The six drivers attaining the highest aggregate from both heats were then awarded the championship points for that round.
Where more than one driver attained the same total, the relevant placing was awarded to the driver who was higher placed in the last heat.

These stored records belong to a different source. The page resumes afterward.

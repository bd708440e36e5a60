//! Redirect chain resolution.
//!
//! WHY: Following redirects is a sequence of dependent decisions: each hop
//! rewrites the previous request (URL, method, body, cookies, proxies,
//! credentials) and the chain must stay bounded.
//!
//! WHAT: [`RedirectResolver`] is an explicit state machine advanced one hop
//! at a time with [`RedirectResolver::advance`]. Each call returns a
//! [`HopOutcome`].
//!
//! HOW: Two modes share the same per-hop rewrite:
//! - caller-driven: the resolver yields [`HopOutcome::NextRequest`] and waits
//!   for [`RedirectResolver::receive`] to hand back the response;
//! - self-driving: after [`RedirectResolver::driving`] the resolver sends each
//!   hop through a [`Transport`] and yields [`HopOutcome::Sent`].
//!
//! The chain ends with [`HopOutcome::Completed`] carrying the final response
//! (its history holds every redirect response, earliest first) or with
//! [`HopOutcome::Failed`].

use std::sync::Arc;

use super::{
    DetachedTransport, PreparedRequest, RedirectError, RedirectSession, Response, SendOptions,
    Transport, CONTENT_LENGTH, CONTENT_TYPE, COOKIE, TRANSFER_ENCODING,
};
use crate::method::{is_redirect_status, preserves_body, rebuild_method, Method};
use crate::proxies::{select_proxy, ProxyMap};
use crate::url::{fragment_of, normalize_redirect_url};

/// Returns the redirect target of `response`, if it is a followed redirect.
///
/// The `Location` value is taken as Latin-1 text and re-read as UTF-8, which
/// recovers non-ASCII targets sent as raw UTF-8 bytes. Values that do not
/// form valid UTF-8 that way are returned unchanged.
#[must_use]
pub fn get_redirect_target(response: &Response) -> Option<String> {
    if !is_redirect_status(response.status()) {
        return None;
    }
    response.location().map(latin1_as_utf8)
}

fn latin1_as_utf8(text: &str) -> String {
    let mut bytes = Vec::with_capacity(text.len());
    for c in text.chars() {
        let Ok(byte) = u8::try_from(u32::from(c)) else {
            return text.to_string();
        };
        bytes.push(byte);
    }
    String::from_utf8(bytes).unwrap_or_else(|_| text.to_string())
}

/// A hop the resolver sent itself.
#[derive(Debug, Clone, PartialEq, Eq)]
pub struct HopSummary {
    pub method: Method,
    pub url: String,
    pub status: u16,
}

/// Result of one [`RedirectResolver::advance`] call.
#[derive(Debug)]
pub enum HopOutcome {
    /// Send this request and pass its response to
    /// [`RedirectResolver::receive`].
    NextRequest(Box<PreparedRequest>),

    /// The resolver sent a hop and received a response.
    Sent(HopSummary),

    /// No further redirect. The final response carries the chain history.
    Completed(Box<Response>),

    /// The chain ended with an error.
    Failed(RedirectError),
}

enum RedirectState {
    /// A response is in hand for the request that produced it.
    Received(Option<Box<(PreparedRequest, Response)>>),

    /// Waiting for the caller to send the request and return its response.
    Awaiting(Option<Box<PreparedRequest>>),

    Done,
}

/// Follows a redirect chain hop by hop.
pub struct RedirectResolver<T: Transport = DetachedTransport> {
    state: Option<RedirectState>,
    session: Arc<RedirectSession>,
    transport: Option<T>,
    options: SendOptions,
    base_proxies: ProxyMap,
    chain: Vec<Response>,
    fragment: Option<String>,
    limit: usize,
}

impl RedirectResolver<DetachedTransport> {
    /// Starts a caller-driven chain for `response`, the answer to `request`.
    ///
    /// The redirect limit defaults to the session's limit. `options.proxies`
    /// is the base map every hop resolves its proxies from. Proxies picked
    /// up from the environment for one hop are not carried into the next:
    /// each hop starts again from the base map, so a `no_proxy` match on a
    /// later target sends that hop direct.
    #[must_use]
    pub fn new(
        session: Arc<RedirectSession>,
        response: Response,
        request: PreparedRequest,
        options: SendOptions,
    ) -> Self {
        let fragment = fragment_of(&request.url).map(str::to_string);
        let limit = session.max_redirects();
        let base_proxies = options.proxies.clone();

        Self {
            state: Some(RedirectState::Received(Some(Box::new((request, response))))),
            session,
            transport: None,
            options,
            base_proxies,
            chain: Vec::new(),
            fragment,
            limit,
        }
    }
}

impl<T: Transport> RedirectResolver<T> {
    /// Overrides the redirect limit for this chain.
    #[must_use]
    pub fn with_limit(mut self, limit: usize) -> Self {
        self.limit = limit;
        self
    }

    /// Switches to self-driving mode: every hop is sent through `transport`.
    #[must_use]
    pub fn driving<U: Transport>(self, transport: U) -> RedirectResolver<U> {
        RedirectResolver {
            state: self.state,
            session: self.session,
            transport: Some(transport),
            options: self.options,
            base_proxies: self.base_proxies,
            chain: self.chain,
            fragment: self.fragment,
            limit: self.limit,
        }
    }

    #[must_use]
    pub fn limit(&self) -> usize {
        self.limit
    }

    /// Send options as rebuilt for the latest hop.
    #[must_use]
    pub fn options(&self) -> &SendOptions {
        &self.options
    }

    /// Redirect responses consumed so far, earliest first.
    #[must_use]
    pub fn history(&self) -> &[Response] {
        &self.chain
    }

    #[must_use]
    pub fn is_finished(&self) -> bool {
        matches!(self.state, None | Some(RedirectState::Done))
    }

    /// Hands back the response to the request from the last
    /// [`HopOutcome::NextRequest`]. Cookies it sets are stored in the session
    /// jar.
    ///
    /// # Errors
    ///
    /// Returns [`RedirectError::InvalidState`] if no request is awaiting a
    /// response.
    pub fn receive(&mut self, response: Response) -> Result<(), RedirectError> {
        match self.state.take() {
            Some(RedirectState::Awaiting(Some(request))) => {
                self.session.extract_cookies(&request, &response);
                self.state = Some(RedirectState::Received(Some(Box::new((
                    *request, response,
                )))));
                Ok(())
            }
            other => {
                self.state = other;
                Err(RedirectError::InvalidState)
            }
        }
    }

    /// Advances the chain by one step. Returns `None` once the chain is over.
    pub fn advance(&mut self) -> Option<HopOutcome> {
        match self.state.take()? {
            RedirectState::Done => {
                self.state = Some(RedirectState::Done);
                None
            }
            RedirectState::Awaiting(_) => {
                tracing::error!("Redirect resolver advanced while awaiting a response");
                self.finish(HopOutcome::Failed(RedirectError::InvalidState))
            }
            RedirectState::Received(inner) => {
                let Some(inner) = inner else {
                    self.state = Some(RedirectState::Done);
                    return None;
                };
                let (request, response) = *inner;
                self.hop(request, response)
            }
        }
    }

    /// Runs a self-driving chain to completion.
    ///
    /// # Errors
    ///
    /// Returns [`RedirectError::NoTransport`] for a caller-driven chain,
    /// otherwise the error that ended the chain.
    pub fn resolve_all(mut self) -> Result<Response, RedirectError> {
        if self.transport.is_none() {
            return Err(RedirectError::NoTransport);
        }

        while let Some(outcome) = self.advance() {
            match outcome {
                HopOutcome::Sent(summary) => {
                    tracing::debug!(
                        "Redirect hop {} {} returned {}",
                        summary.method,
                        summary.url,
                        summary.status
                    );
                }
                HopOutcome::Completed(response) => return Ok(*response),
                HopOutcome::Failed(err) => return Err(err),
                HopOutcome::NextRequest(_) => return Err(RedirectError::InvalidState),
            }
        }

        Err(RedirectError::InvalidState)
    }

    fn finish(&mut self, outcome: HopOutcome) -> Option<HopOutcome> {
        self.state = Some(RedirectState::Done);
        Some(outcome)
    }

    fn hop(&mut self, request: PreparedRequest, mut response: Response) -> Option<HopOutcome> {
        let Some(target) = get_redirect_target(&response) else {
            response.set_history(std::mem::take(&mut self.chain));
            return self.finish(HopOutcome::Completed(Box::new(response)));
        };

        tracing::info!(
            "Redirect {} from {} to {}",
            response.status(),
            response.url(),
            target
        );

        let mut next = request.clone();

        if let Err(err) = response.drain() {
            tracing::error!("Failed to drain redirect body from {}: {}", response.url(), err);
            return self.finish(HopOutcome::Failed(err.into()));
        }

        if self.chain.len() >= self.limit {
            tracing::error!("Exceeded {} redirects at {}", self.limit, response.url());
            response.set_history(std::mem::take(&mut self.chain));
            return self.finish(HopOutcome::Failed(RedirectError::TooManyRedirects {
                limit: self.limit,
                response: Box::new(response),
            }));
        }

        response.close();

        let normalized =
            match normalize_redirect_url(&target, response.url(), self.fragment.as_deref()) {
                Ok(normalized) => normalized,
                Err(err) => {
                    return self.finish(HopOutcome::Failed(RedirectError::InvalidLocation(
                        format!("{target}: {err}"),
                    )));
                }
            };
        tracing::debug!("Normalized redirect target {} to {}", target, normalized.url);
        self.fragment = normalized.fragment;
        next.url = normalized.url;

        let status = response.status();
        let method = rebuild_method(&next.method, status);
        if method != next.method {
            tracing::debug!("Rewriting {} to {} for status {}", next.method, method, status);
        }
        next.method = method;

        if !preserves_body(status) {
            for header in [CONTENT_LENGTH, CONTENT_TYPE, TRANSFER_ENCODING] {
                next.headers.remove(header);
            }
            next.body = None;
            tracing::debug!("Dropped body and body headers for status {}", status);
        }

        next.headers.remove(COOKIE);
        next.cookies.extract_from_response(&request, &response);
        self.session.merge_cookies_into(next.cookies.as_mut());
        next.prepare_cookies();

        self.options.proxies = self.session.rebuild_proxies(&mut next, &self.base_proxies);
        self.options.proxy = select_proxy(&next.url, &self.options.proxies).cloned();
        if let Some(proxy) = &self.options.proxy {
            tracing::debug!("Routing {} through proxy {}", next.url, proxy.url());
        }

        self.session.rebuild_auth(&mut next, &request.url);

        let declares_body =
            next.headers.contains(CONTENT_LENGTH) || next.headers.contains(TRANSFER_ENCODING);
        if next.body_position.is_some() && declares_body {
            next.rewind_body();
        }

        self.chain.push(response);

        if self.transport.is_none() {
            let emitted = next.clone();
            self.state = Some(RedirectState::Awaiting(Some(Box::new(next))));
            return Some(HopOutcome::NextRequest(Box::new(emitted)));
        }

        if let Err(err) = next.ensure_sendable() {
            return self.finish(HopOutcome::Failed(err));
        }

        let sent = match &self.transport {
            Some(transport) => transport.send(&next, &self.options),
            None => return self.finish(HopOutcome::Failed(RedirectError::NoTransport)),
        };

        match sent {
            Ok(new_response) => {
                self.session.extract_cookies(&next, &new_response);
                let summary = HopSummary {
                    method: next.method.clone(),
                    url: next.url.clone(),
                    status: new_response.status(),
                };
                self.state = Some(RedirectState::Received(Some(Box::new((
                    next,
                    new_response,
                )))));
                Some(HopOutcome::Sent(summary))
            }
            Err(err) => {
                tracing::error!("Failed to send redirect hop to {}: {}", next.url, err);
                self.finish(HopOutcome::Failed(err.into()))
            }
        }
    }
}

impl<T: Transport> Iterator for RedirectResolver<T> {
    type Item = HopOutcome;

    fn next(&mut self) -> Option<Self::Item> {
        self.advance()
    }
}

impl<T: Transport> std::fmt::Debug for RedirectResolver<T> {
    fn fmt(&self, f: &mut std::fmt::Formatter<'_>) -> std::fmt::Result {
        f.debug_struct("RedirectResolver")
            .field("limit", &self.limit)
            .field("hops", &self.chain.len())
            .field("fragment", &self.fragment)
            .field("driving", &self.transport.is_some())
            .field("finished", &self.is_finished())
            .finish_non_exhaustive()
    }
}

==Championship standings==

| Position | Driver | No. | Car | Entrant | Sur. | San. | Cal. | Phi. | Total |
| 1 | John McCormack | 77 | McLaren M23 Repco-Leyland | Budget F1 Team | 9 | - | 6 | 4 | 19 |
| 2 | John Leffler | 1 | Lola T400 Chevrolet | Grace Bros. Racing | 4 | 3 | - | 9 | 16 |
| 3 | Alan Hamilton | 9 | Lola T430 Chevrolet | Alan Hamilton | - | 6 | 3 | 6 | 15 |
| 4 | Alfredo Costanzo | 84 | Lola T332 Chevrolet | Auto Sprint Motors | - | 9 | 4 | - | 13 |
| 5 | Jon Davison | 4 | Lola T332 Chevrolet | Jon Davison | - | - | 9 | - | 9 |
| 6 | Kevin Bartlett | 5 | Lola T400 Chevrolet | Kevin Bartlett | 3 | 4 | - | 1 | 8 |
| 7 | Garrie Cooper | 12 | Elfin MR8 Chevrolet | Ansett Team Elfin | 6 | - | - | - | 6 |
| = | Peter Edwards | 11 | Lola T332 Chevrolet | P.J. Edwards | - | 2 | 1 | 3 | 6 |
| 9 | Terry Hook | 15 | Lola T332 Chevrolet | Terry Hook | 2 | - | 2 | - | 4 |
| 10 | Chas Talbot | 17 & 20 | Begg FM5 Chevrolet | Chas Talbot | 1 | 1 | - | - | 2 |
| = | Graeme Smith |  | Birrana 274 Ford | Graeme Smith Trucks | - | - | - | 2 | 2 |

==Championship name==
Sources vary as to the actual name of the championship.
- The 1977 CAMS Manual of Motor Sport refers to the Australian Formula 1 Championship - Gold Star Award, stating that "The phrase "Australian Champion Driver" shall be reserved exclusively for the winner of the CAMS Gold Star".
- Australian Competition Yearbook, 1978 Edition uses the term Australian Drivers' Championship.
- Historical records published by CAMS use the term Australian Drivers' Championship.